Going line by line through the entries, count those containing "issues" and state only the result.

--- GIVEN ENTRIES ---

use anyhow::Result;

use super::{document_format, open, Context, Outcome};
use crate::cli::LicensesArgs;
use crate::graph::analysis::AnalysisPlan;
use crate::report::licenses::{self, LicenseReport};
use crate::report::to_document;

/// License findings are advisory; the command never fails on them.
pub fn run(args: &LicensesArgs, ctx: &Context) -> Result<Outcome> {
    let report_args = &args.report;
    let session = open(
        &report_args.path,
        ctx,
        "Analyzing licenses for",
        AnalysisPlan::licenses_only(),
    )?;
    let output = report_args.output.as_deref();
    let report = LicenseReport::from_graph(&session.graph, &session.config);

    let content = match document_format(report_args.format) {
        None => ctx.render_text(output, || licenses::render(&report, !args.no_compat))?,
        Some(format) => to_document(&report, format)?,
    };

    ctx.write(&content, output, "License report")?;
    Ok(Outcome::Success)
}

#[cfg(test)]
mod tests {
    use super::*;
    use crate::cli::{ReportArgs, ReportFormat};
    use crate::commands::testutil::{ctx, out, project};
    use tempfile::TempDir;

    fn args(dir: &TempDir, format: ReportFormat, no_compat: bool) -> LicensesArgs {
        LicensesArgs {
            report: ReportArgs {
                path: dir.path().to_path_buf(),
                format,
                output: Some(out(dir, "licenses.out")),
            },
            no_compat,
        }
    }

    #[test]
    fn test_unknown_license_does_not_fail() {
        let dir = project();
        let outcome = run(&args(&dir, ReportFormat::Text, false), &ctx()).unwrap();
        assert_eq!(outcome, Outcome::Success);

        let text = std::fs::read_to_string(out(&dir, "licenses.out")).unwrap();
        assert!(text.contains("Dependencies analyzed: 4"));
        assert!(text.contains("✗ Unknown licenses detected"));
    }

    #[test]
    fn test_no_compat_skips_table() {
        let dir = project();
        run(&args(&dir, ReportFormat::Text, true), &ctx()).unwrap();
        let text = std::fs::read_to_string(out(&dir, "licenses.out")).unwrap();
        assert!(!text.contains("License Compatibility Analysis:"));
        assert!(text.contains("Detailed License Breakdown:"));
    }

    #[test]
    fn test_yaml_document() {
        let dir = project();
        run(&args(&dir, ReportFormat::Yaml, false), &ctx()).unwrap();
        let text = std::fs::read_to_string(out(&dir, "licenses.out")).unwrap();
        assert!(text.contains("module: example.com/service"));
        assert!(text.contains("license: Apache-2.0"));
    }
}
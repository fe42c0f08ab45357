use anyhow::Result;
use tracing::warn;

use super::{document_format, open, Context, Outcome};
use crate::cli::SecurityArgs;
use crate::graph::analysis::AnalysisPlan;
use crate::report::security::{self, SecurityReport};
use crate::report::to_document;

/// Fails when the graph holds an issue at one of the configured `fail_on`
/// severities. `--severity` narrows what is shown, never what fails.
pub fn run(args: &SecurityArgs, ctx: &Context) -> Result<Outcome> {
    let report_args = &args.report;
    let session = open(
        &report_args.path,
        ctx,
        "Scanning for security issues in",
        AnalysisPlan::security_only(),
    )?;
    let output = report_args.output.as_deref();
    let fail_on = &session.config.security.fail_on;
    let report = SecurityReport::from_graph(&session.graph, args.severity.map(Into::into));

    let content = match document_format(report_args.format) {
        None => ctx.render_text(output, || security::render(&report, fail_on))?,
        Some(format) => to_document(&report, format)?,
    };
    ctx.write(&content, output, "Security report")?;

    if report.fails(fail_on) {
        warn!(issues = report.issues.len(), "security scan failed");
        return Ok(Outcome::Failure);
    }
    Ok(Outcome::Success)
}
use anyhow::Result;

use super::{document_format, open, Context, Outcome};
use crate::cli::DoctorArgs;
use crate::graph::analysis::AnalysisPlan;
use crate::health::HealthReport;
use crate::report::{health, to_document};

pub fn run(args: &DoctorArgs, ctx: &Context) -> Result<Outcome> {
    let report_args = &args.report;
    let session = open(
        &report_args.path,
        ctx,
        "Checking dependency health for",
        AnalysisPlan::health_only(),
    )?;
    let output = report_args.output.as_deref();
    let report = HealthReport::from_graph(&session.graph, ctx.now);

    let content = match document_format(report_args.format) {
        None => ctx.render_text(output, || health::render(&report, args.summary_only))?,
        Some(format) => to_document(&report, format)?,
    };

    ctx.write(&content, output, "Health report")?;
    Ok(Outcome::Success)
}

#[cfg(test)]
mod tests {
    use super::*;
    use crate::cli::{ReportArgs, ReportFormat};
    use crate::commands::testutil::{ctx, out, project};
    use tempfile::TempDir;

    fn args(dir: &TempDir, format: ReportFormat, summary_only: bool) -> DoctorArgs {
        DoctorArgs {
            report: ReportArgs {
                path: dir.path().to_path_buf(),
                format,
                output: Some(out(dir, "health.out")),
            },
            summary_only,
        }
    }

    #[test]
    fn test_text_report() {
        let dir = project();
        run(&args(&dir, ReportFormat::Text, false), &ctx()).unwrap();
        let text = std::fs::read_to_string(out(&dir, "health.out")).unwrap();
        assert!(text.contains("Overall Health Score: 75.0/100 (Good)"));
        assert!(text.contains("Outdated packages (3-12 months):"));
    }

    #[test]
    fn test_summary_only() {
        let dir = project();
        run(&args(&dir, ReportFormat::Text, true), &ctx()).unwrap();
        let text = std::fs::read_to_string(out(&dir, "health.out")).unwrap();
        assert!(!text.contains("Package Details:"));
    }

    #[test]
    fn test_json_document() {
        let dir = project();
        run(&args(&dir, ReportFormat::Json, false), &ctx()).unwrap();
        let text = std::fs::read_to_string(out(&dir, "health.out")).unwrap();
        let value: serde_json::Value = serde_json::from_str(&text).unwrap();
        assert_eq!(value["dependencies_analyzed"], 4);
        assert_eq!(value["outdated"], 2);
        assert_eq!(value["grade"], "Good");
        assert_eq!(value["packages"].as_array().unwrap().len(), 4);
    }
}
//! `modviz`: analyze and visualize the dependencies of a Go module.
//!
//! # Flow
//! 1. Parse CLI arguments ([`cli`]) and set up logging ([`logging`]).
//! 2. Load config ([`config::load_config`]) and the module's `go.mod` and
//!    `go.sum` ([`project`], [`parser`]).
//! 3. Build the dependency graph and merge the lock entries ([`graph`]).
//! 4. Run the analysis passes the command needs: conflicts, licenses
//!    ([`license`]), security heuristics ([`security`]), health ([`health`]).
//! 5. Render the requested view ([`report`]).
//! 6. Exit `0`, or `1` on error or when `security` finds a failing issue.

mod cli;
mod commands;
mod config;
mod error;
mod graph;
mod health;
mod license;
mod logging;
mod models;
mod parser;
mod project;
mod report;
mod security;

use anyhow::Result;
use clap::Parser;

use cli::Cli;
use commands::Outcome;

fn main() -> Result<()> {
    let cli = Cli::parse();

    if cli.no_color {
        colored::control::set_override(false);
    }
    logging::init(cli.verbose, cli.log_json)?;

    if commands::run(&cli)? == Outcome::Failure {
        std::process::exit(1);
    }

    Ok(())
}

---

THE COMPLETED TASK
2